I love old furniture.
It makes me happy and I can imagine the stories that some of my favorite old pieces could tell. But there’s always a few that have me questioning whether or not to paint it. I have come across a few things over the years that for some reason I just can’t paint them. It doesn’t mean I never will, just not right now. So how do you decide on painting vintage furniture? Here’s my thoughts on this subject:
To Paint or Not to Paint
A few years ago, I went to this super cool little store down the road and spotted the most amazing, enormous buffet. It was beautiful and the magic part was that my birthday was right around the corner – This would be the perfect gift. And it was priced hundreds of dollars less than anything similar I had seen. Seriously, hundreds less! Score! I paid for it and lovingly (aka impatiently) asked Roy to hook up the trailer so we could pick it up. And let me tell you, it’s a beast. I can usually hold my own when we are moving furniture, but this one about put me down.
Not only do I love the way it looks, but it’s super functional too. I like for things in my house to have a designated home. I keep towels in the big doors in the middle (let’s face it – two kids and an 80 pound dog tend to make a few messes). It holds stationary, light bulbs?, and the big drawer at the bottom holds important papers and scrapbook stuff – which I never got around to using.
And it has escaped my paint brush for several years now.
Another piece that is probably in my top five is an old wash stand that belonged to my Great Grandmother. I never knew her – she was my Grandma’s mom. We were visiting my Grandma’s old farmhouse one day and there it was, just sitting – collecting dust, waiting for mice to make an apartment complex out of the inside – and it was perfect. It even had the mirror that went with it. My sweet Grandma said I was welcome to take it home if I wanted “that old thing”. Yes ma’am I did. I brought it home, cleaned it like a fool, and used Restore-A-Finish to make it shine again. I bought some cloudy crystal knobs at Hobby Lobby during the 50% off sale and she was done.
I use the bottom area to store an assortment of glass vases and the drawer has some random candles and things. Brown dog’s food dishes sit beside it – I’ve noticed some water spots on that side sometimes and I just recoat it with Restore-A-Finish and it’s good as new. The chair beside it belonged to my Great Aunt Evelyn – she was downsizing into an assisted living home and wanted it to find a home. She remembered when she bought it and I was more than honored to give it a new home. However, don’t be fooled – that chair normally has backpacks and jackets draped all over it.
But this one didn’t escape the paint brush.
This piece was a major score. A sweet friend that owns a vintage store told me about a lady that was cleaning out her Grandma’s old house. She gave me her number and off we went to “shop”. There were so many great pieces in the house and she just said to make her an offer. We loaded up. She was so sweet and kind – and generous. I brought this one home and added it to our office. It stayed like this for a while. I didn’t dislike it – it was beautiful. Beautiful lines, great legs, and lovely detail.

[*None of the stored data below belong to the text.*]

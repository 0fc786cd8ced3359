//! Video property detection with ffprobe.

use std::ffi::OsString;
use std::fmt;
use std::path::Path;

use serde::{Deserialize, Serialize};

use super::error::{MediaError, MediaResult};
use super::ffmpeg::MediaTools;

/// Properties of the first video stream of a file.
#[derive(Debug, Clone, PartialEq, Serialize, Deserialize)]
pub struct VideoProperties {
    pub width: u32,
    pub height: u32,
    /// Frame rate as (numerator, denominator).
    pub fps_fraction: (u32, u32),
    pub frame_count: u64,
    pub codec_name: String,
    /// Container codec tag, e.g. `mp4v` or `avc1`.
    #[serde(default)]
    pub codec_tag: Option<String>,
    #[serde(default)]
    pub pixel_format: Option<String>,
    pub duration_secs: f64,
}

impl VideoProperties {
    pub fn fps(&self) -> f64 {
        let (num, den) = self.fps_fraction;
        if den == 0 {
            0.0
        } else {
            num as f64 / den as f64
        }
    }

    /// Same width, height, frame rate and frame count.
    pub fn same_geometry(&self, other: &VideoProperties) -> bool {
        let (a_num, a_den) = self.fps_fraction;
        let (b_num, b_den) = other.fps_fraction;
        self.width == other.width
            && self.height == other.height
            && a_num as u64 * b_den as u64 == b_num as u64 * a_den as u64
            && self.frame_count == other.frame_count
    }
}

impl fmt::Display for VideoProperties {
    fn fmt(&self, f: &mut fmt::Formatter<'_>) -> fmt::Result {
        write!(
            f,
            "{}x{} @ {}/{} fps, {} frames",
            self.width, self.height, self.fps_fraction.0, self.fps_fraction.1, self.frame_count
        )
    }
}

/// Parse an ffprobe frame rate such as `"30000/1001"` or `"8"`.
pub fn parse_fps_fraction(value: &str) -> Option<(u32, u32)> {
    let (num, den) = match value.split_once('/') {
        Some((num, den)) => (num.trim().parse().ok()?, den.trim().parse().ok()?),
        None => (value.trim().parse().ok()?, 1),
    };
    if num == 0 || den == 0 {
        return None;
    }
    Some((num, den))
}

/// Parse `ffprobe -of json` output for the first video stream.
pub fn parse_ffprobe_json(path: &Path, json: &str) -> MediaResult<VideoProperties> {
    let data: serde_json::Value = serde_json::from_str(json).map_err(|e| MediaError::ProbeFailed {
        path: path.to_path_buf(),
        message: format!("invalid ffprobe JSON: {}", e),
    })?;

    let stream = data
        .get("streams")
        .and_then(|s| s.as_array())
        .and_then(|streams| {
            streams.iter().find(|s| {
                s.get("codec_type")
                    .and_then(|t| t.as_str())
                    .map_or(true, |t| t == "video")
            })
        })
        .ok_or_else(|| MediaError::NoVideoStream(path.to_path_buf()))?;

    let str_field = |name: &str| {
        stream
            .get(name)
            .and_then(|v| v.as_str())
            .filter(|v| *v != "N/A")
    };
    let count_field = |name: &str| str_field(name).and_then(|v| v.parse::<u64>().ok());

    let width = stream.get("width").and_then(|v| v.as_u64()).unwrap_or(0) as u32;
    let height = stream.get("height").and_then(|v| v.as_u64()).unwrap_or(0) as u32;
    if width == 0 || height == 0 {
        return Err(MediaError::ProbeFailed {
            path: path.to_path_buf(),
            message: "video stream has no frame size".to_string(),
        });
    }

    // r_frame_rate is the more reliable of the two for constant-rate video
    let fps_fraction = str_field("r_frame_rate")
        .and_then(parse_fps_fraction)
        .or_else(|| str_field("avg_frame_rate").and_then(parse_fps_fraction))
        .ok_or_else(|| MediaError::ProbeFailed {
            path: path.to_path_buf(),
            message: "video stream has no frame rate".to_string(),
        })?;

    let duration_secs = str_field("duration")
        .or_else(|| {
            data.get("format")
                .and_then(|f| f.get("duration"))
                .and_then(|v| v.as_str())
                .filter(|v| *v != "N/A")
        })
        .and_then(|v| v.parse::<f64>().ok())
        .unwrap_or(0.0);

    let mut props = VideoProperties {
        width,
        height,
        fps_fraction,
        frame_count: 0,
        codec_name: str_field("codec_name").unwrap_or("unknown").to_string(),
        codec_tag: str_field("codec_tag_string").map(str::to_string),
        pixel_format: str_field("pix_fmt").map(str::to_string),
        duration_secs,
    };

    // Decoded count first, then the container's count, then an estimate
    props.frame_count = count_field("nb_read_frames")
        .or_else(|| count_field("nb_frames"))
        .unwrap_or_else(|| (duration_secs * props.fps()).round() as u64);

    Ok(props)
}

/// Probe a file with ffprobe, decoding it fully to count frames.
///
/// A missing file, an unreadable file and a file without a video stream
/// are all errors.
pub fn detect_properties(tools: &MediaTools, path: &Path) -> MediaResult<VideoProperties> {
    if !path.is_file() {
        return Err(MediaError::InputNotFound(path.to_path_buf()));
    }

    let args: Vec<OsString> = vec![
        "-v".into(),
        "error".into(),
        "-select_streams".into(),
        "v:0".into(),
        "-count_frames".into(),
        "-show_entries".into(),
        "stream=codec_type,codec_name,codec_tag_string,pix_fmt,width,height,r_frame_rate,avg_frame_rate,nb_frames,nb_read_frames,duration:format=duration".into(),
        "-of".into(),
        "json".into(),
        path.as_os_str().to_os_string(),
    ];

    let output = tools.ffprobe(args).map_err(|e| match e {
        MediaError::CommandFailed { message, .. } => MediaError::ProbeFailed {
            path: path.to_path_buf(),
            message,
        },
        other => other,
    })?;

    let props = parse_ffprobe_json(path, &String::from_utf8_lossy(&output.stdout))?;
    tracing::debug!("Probed {}: {}", path.display(), props);
    Ok(props)
}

But it was so close to the dark buffet in the hall and the dark floors that it just kinda got lost. I decided on a whim one night to scour the paint stash in the garage. Found a gallon of off the shelf Valspar antique white in satin finish and went for it. I cleaned it good, but intentionally didn’t sand it or prime it. I wanted it to chip and look distressed. There were some areas that the paint literally fell right off. Fabulous. I loved it. I tried my hand at waxing the top – I definitely need more practice at waxing, but I love it. We keep office supplies in there and it gives me another place to add some “pretties” to.
Bottom line – Don’t worry about following the “rules”. If you love it as is, leave it. If you want to paint it, paint it. It’s your style, your vision, and it doesn’t have to adhere to any particular guidelines. And the upside is, if you do paint it and change your mind, there’s always paint stripper and a lot of elbow grease.